Еще одна реприза показалась важной Михаилу Ромму. Хрущев вдруг сказал: «Вы что, думаете, мы арестовывать разучились?»
А потом вспомнил про Эренбурга: где Эренбург?! Оказалось, в тот самый момент, когда Хрущев орал на Вознесенского и зал восторженно ревел, Эренбург не выдержал и ушел.
Хрущев только крякнул.
* * *
Что это? Был ли какой-нибудь смысл в произошедшем? А что сказал бы об этом товарищ Махатма Ганди? Может, Никита Сергеевич съел что-то не то? Конечно, будет много всяких толкований. И Аджубей расскажет когда-нибудь о сложной паутине интриг, о Суслове — опутавшем, о Брежневе — подставившем Хрущева… Много всякой правды будет сказано. Что же касается самого Вознесенского, он обнаружит в своем внезапном конфликте с Хрущевым смысл исторический:
«Так или иначе, впервые в истории в лицо русскому поэту была публично брошена угроза быть выгнанным из страны. Думаю, на моей судьбе случайно поставлена точка в традиционных отношениях „Поэт и Царь“. Дальше судьбы поэзии и власти пошли параллельно, не пересекаясь. И слава Богу!»

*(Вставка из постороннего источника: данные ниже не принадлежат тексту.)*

//! Builders that turn configuration into running schedulers.

pub mod scheduler_builder;

pub use scheduler_builder::build_scheduler;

Эренбург, по словам Вознесенского, спрашивал у него: «Как вы это вынесли? У любого в вашей ситуации мог бы быть шок, инфаркт. Нервы непредсказуемы. Можно было бы запросить пощады, упасть на колени, и это было бы простительно».
Самое удивительное было в том, как легко озверел и готов был разорвать его зал. Такое странное, жестокое возбуждение, заметил Ромм, описано Толстым в «Войне и мире» — там, где Ростопчин призывает побить купеческого сына, и толпа сначала не решается, а потом все больше заражает друг друга жестокостью… Совещание завершилось как в тумане. Вознесенский помнит, как прошел сквозь вкусно кушавшую толпу, — но вокруг него «сразу образовывалось пустое место, недавние приятели отводили глаза, испарялись»… Примерно с такими же ощущениями уходил Хуциев, и единственным, кто вдруг подошел к режиссеру, оказался Солженицын… Аксенов рисует в романе, как дружно вышли они на Красную площадь с Вознесенским и Тарковским. Вознесенский вспоминает, как вышел один. И вдруг «кто-то положил мне лапищу на плечо. Оглянувшись, я узнал Солоухина. Мы не были с ним близки, но он подошел: „Пойдем ко мне. Чайку попьем. Зальем беду“. Он почти силой увлек меня, не оставляя одного, всю ночь занимал своим собранием икон, пытаясь заговорить нервы. Дома у него были только маслины. Наливая стопки, приговаривал: „Ведь это вся мощь страны стояла за ним — все ракеты, космос, армия. Все это на тебя обрушилось. А ты, былиночка, выстоял. Ну, ничего“…»
Со временем в воспоминаниях об этом дне у многих станут появляться тихие нюансы. Василий Аксенов с нежной ехидцей — «странно дернулся на трибуне», «на грани обморока» — посочувствует интеллигентному профессорскому сыну в своем романе «Таинственная страсть». А в романе «Ожог» Василий Павлович попросту объединит себя с Вознесенским в одного писателя Пантелея, «словоблуда с декадентской отмычкой», который клянется петь своим медовым баритоном с дорогим Кукитой Кусеевичем.
В 2013 уже году, беседуя с Соломоном Волковым в трехсерийной телепередаче, вздохнет Евгений Евтушенко: ну да, конечно, я-то мог и стукнуть кулаком на Хрущева, а Вознесенский не мог. К чему это он? Вроде ничего этакого не сказал, но Вознесенского слегка оттер в сторонку. Была у шестидесятников такая болезнь, безобидная в сущности, — вечно считаться, кто из них «первей». Может, и не болезнь, а так, детская любовь к эффектным жестам. Ну вроде той, о которой писал матери, объясняя свои поступки, Александр Блок: «Кую биографию». И это «стукнул кулаком, а он не мог» — из той же оперы: «кую биографию». Хотя, казалось бы, у каждого давно уж биография по-своему достойна уважения.